Merged Affinity Network Association Clustering: Joint multi-omic/clinical clustering to identify disease endotypes
Scott R. Tyler,
Yoojin Chun,
Victoria M. Ribeiro,
Galina Grishina,
Alexander Grishin,
Gabriel E. Hoffman,
Anh N. Do,
Supinda Bunyavanich
Affiliations
Scott R. Tyler
Department of Genetics and Genomic Sciences, Icahn School of Medicine at Mount Sinai, New York, NY 10029, USA
Yoojin Chun
Department of Genetics and Genomic Sciences, Icahn School of Medicine at Mount Sinai, New York, NY 10029, USA
Victoria M. Ribeiro
Department of Genetics and Genomic Sciences, Icahn School of Medicine at Mount Sinai, New York, NY 10029, USA
Galina Grishina
Division of Allergy and Immunology, Department of Pediatrics, Icahn School of Medicine at Mount Sinai, New York, NY 10029, USA
Alexander Grishin
Division of Allergy and Immunology, Department of Pediatrics, Icahn School of Medicine at Mount Sinai, New York, NY 10029, USA
Gabriel E. Hoffman
Department of Genetics and Genomic Sciences, Icahn School of Medicine at Mount Sinai, New York, NY 10029, USA
Anh N. Do
Department of Genetics and Genomic Sciences, Icahn School of Medicine at Mount Sinai, New York, NY 10029, USA
Supinda Bunyavanich
Department of Genetics and Genomic Sciences, Icahn School of Medicine at Mount Sinai, New York, NY 10029, USA; Division of Allergy and Immunology, Department of Pediatrics, Icahn School of Medicine at Mount Sinai, New York, NY 10029, USA; Corresponding author
Summary: Although clinical and laboratory data have long been used to guide medical practice, this information is rarely integrated with multi-omic data to identify endotypes. We present Merged Affinity Network Association Clustering (MANAclust), a coding-free, automated pipeline enabling integration of categorical and numeric data spanning clinical and multi-omic profiles for unsupervised clustering to identify disease subsets.
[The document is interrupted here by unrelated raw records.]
//! Colon-delimited image codec.
//!
//! The canonical form is row-major digit rows joined by `:` with a trailing
//! separator, e.g. `90009:09090:00900:09090:90009:`. Parsing accepts ragged
//! rows (right-padded with zeros) and omitted trailing separators.

use std::fmt;
use std::str::FromStr;

use super::{Image, BRIGHTNESS_MAX, HEIGHT_DEFAULT, WIDTH_DEFAULT};
use crate::error::{MbError, Result};

/// Row separator in image patterns.
const SEP: char = ':';

impl Image {
    /// Parse an image from a colon-delimited pattern string.
    ///
    /// Rows shorter than the longest row are right-padded with zeros. The
    /// empty string yields the empty image; a non-empty string consisting
    /// only of separators yields the default 5x5 image.
    ///
    /// # Errors
    ///
    /// Returns [`MbError::UnexpectedCharacter`] if the pattern contains
    /// anything other than digits and `:`.
    pub fn parse(pattern: &str) -> Result<Self> {
        if pattern.is_empty() {
            return Ok(Self { rows: Vec::new() });
        }

        if pattern.chars().all(|c| c == SEP) {
            return Ok(Self::new());
        }

        if let Some(found) = pattern.chars().find(|&c| c != SEP && !c.is_ascii_digit()) {
            return Err(MbError::UnexpectedCharacter { found });
        }

        let segments: Vec<&str> = pattern.trim_end_matches(SEP).split(SEP).collect();
        let width = segments.iter().map(|s| s.len()).max().unwrap_or(0);

        let rows = segments
            .iter()
            .map(|segment| {
                let mut row: Vec<u8> = segment
                    .chars()
                    .map(|c| {
                        #[allow(clippy::cast_possible_truncation)] // single digit
                        let digit = c.to_digit(10).unwrap_or(0) as u8;
                        digit
                    })
                    .collect();
                row.resize(width, 0);
                row
            })
            .collect();

        Ok(Self { rows })
    }

    /// Canonical pattern string: digit rows joined by `:` with a trailing
    /// `:`. The empty image serializes to the empty string. Parsing the
    /// result of `to_pattern` reproduces an equal image.
    #[must_use]
    pub fn to_pattern(&self) -> String {
        if self.rows.is_empty() {
            return String::new();
        }

        let mut out = String::with_capacity(self.height() * (self.width() + 1));
        for row in &self.rows {
            for &value in row {
                out.push(char::from(b'0' + value.min(BRIGHTNESS_MAX)));
            }
            out.push(SEP);
        }
        out
    }
}

impl FromStr for Image {
    type Err = MbError;

    fn from_str(s: &str) -> Result<Self> {
        Self::parse(s)
    }
}

/// Fixed-size display rendering: a 5x5 bordered block.
///
/// Larger images are truncated to the top-left 5x5 window, smaller ones
/// padded with blanks on the right and bottom. Zero-brightness pixels
/// render as a space, nonzero as their digit.
impl fmt::Display for Image {
    fn fmt(&self, f: &mut fmt::Formatter<'_>) -> fmt::Result {
        let border = "-".repeat(WIDTH_DEFAULT + 2);

        writeln!(f, "{border}")?;
        for y in 0..HEIGHT_DEFAULT {
            write!(f, "|")?;
            for x in 0..WIDTH_DEFAULT {
                let value = self
                    .rows
                    .get(y)
                    .and_then(|row| row.get(x))
                    .copied()
                    .unwrap_or(0);
                if value == 0 {
                    write!(f, " ")?;
                } else {
                    write!(f, "{value}")?;
                }
            }
            writeln!(f, "|")?;
        }
        write!(f, "{border}")
    }
}

#[cfg(test)]
mod tests {
    use super::*;

    #[test]
    fn test_parse_square() {
        let img = Image::parse("90009:09090:00900:09090:90009:").unwrap();
        assert_eq!(img.width(), 5);
        assert_eq!(img.height(), 5);
        assert_eq!(img.get_pixel(0, 0).unwrap(), 9);
        assert_eq!(img.get_pixel(2, 2).unwrap(), 9);
        assert_eq!(img.get_pixel(1, 0).unwrap(), 0);
    }

    #[test]
    fn test_parse_without_trailing_separator() {
        assert_eq!(
            Image::parse("123:456").unwrap(),
            Image::parse("123:456:").unwrap()
        );
    }

    #[test]
    fn test_parse_ragged_rows_padded() {
        let img = Image::parse("1:22:333:").unwrap();
        assert_eq!(img.width(), 3);
        assert_eq!(img.height(), 3);
        assert_eq!(img.to_pattern(), "100:220:333:");
    }

    #[test]
    fn test_parse_interior_empty_row() {
        let img = Image::parse("11::22:").unwrap();
        assert_eq!(img.height(), 3);
        assert_eq!(img.to_pattern(), "11:00:22:");
    }

    #[test]
    fn test_parse_empty_string_is_empty_image() {
        let img = Image::parse("").unwrap();
        assert!(img.is_empty());
        assert_eq!(img.to_pattern(), "");
    }

    #[test]
    fn test_parse_separators_only_is_default() {
        assert_eq!(Image::parse(":::").unwrap(), Image::new());
    }

    #[test]
    fn test_parse_rejects_non_digits() {
        assert!(matches!(
            Image::parse("12a45:"),
            Err(MbError::UnexpectedCharacter { found: 'a' })
        ));
        assert!(Image::parse("123 456:").is_err());
    }

    #[test]
    fn test_from_str() {
        let img: Image = "111:111:".parse().unwrap();
        assert_eq!(img.height(), 2);
    }

    #[test]
    fn test_pattern_round_trip() {
        for pattern in [
            "90009:09090:00900:09090:90009:",
            "111:111:",
            "1:22:333:",
            "0:",
        ] {
            let img = Image::parse(pattern).unwrap();
            assert_eq!(Image::parse(&img.to_pattern()).unwrap(), img);
        }
    }

    #[test]
    fn test_display_render() {
        let img = Image::parse("90009:09090:00900:09090:90009:").unwrap();
        let expected = "-------\n\
                        |9   9|\n\
                        | 9 9 |\n\
                        |  9  |\n\
                        | 9 9 |\n\
                        |9   9|\n\
                        -------";
        assert_eq!(img.to_string(), expected);
    }

    #[test]
    fn test_display_pads_small_images() {
        let img = Image::parse("111:111:").unwrap();
        let expected = "-------\n\
                        |111  |\n\
                        |111  |\n\
                        |     |\n\
                        |     |\n\
                        |     |\n\
                        -------";
        assert_eq!(img.to_string(), expected);
    }

    #[test]
    fn test_display_truncates_large_images() {
        let img = Image::parse("333:4444:55555:666666:7777777:88888888").unwrap();
        let expected = "-------\n\
                        |333  |\n\
                        |4444 |\n\
                        |55555|\n\
                        |66666|\n\
                        |77777|\n\
                        -------";
        assert_eq!(img.to_string(), expected);
    }
}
Using simulations and real-world data from The Cancer Genome Atlas, we demonstrate that MANAclust’s feature selection algorithms are accurate and outperform competitors. We also apply MANAclust to a clinically and multi-omically phenotyped asthma cohort. MANAclust identifies clinically and molecularly distinct clusters, including heterogeneous groups of “healthy controls” and viral and allergy-driven subsets of asthmatic subjects. We also find that subjects with similar clinical presentations have disparate molecular profiles, highlighting the need for additional testing to uncover asthma endotypes. This work facilitates data-driven personalized medicine through integration of clinical parameters with multi-omics. MANAclust is freely available at https://bitbucket.org/scottyler892/manaclust/src/master/.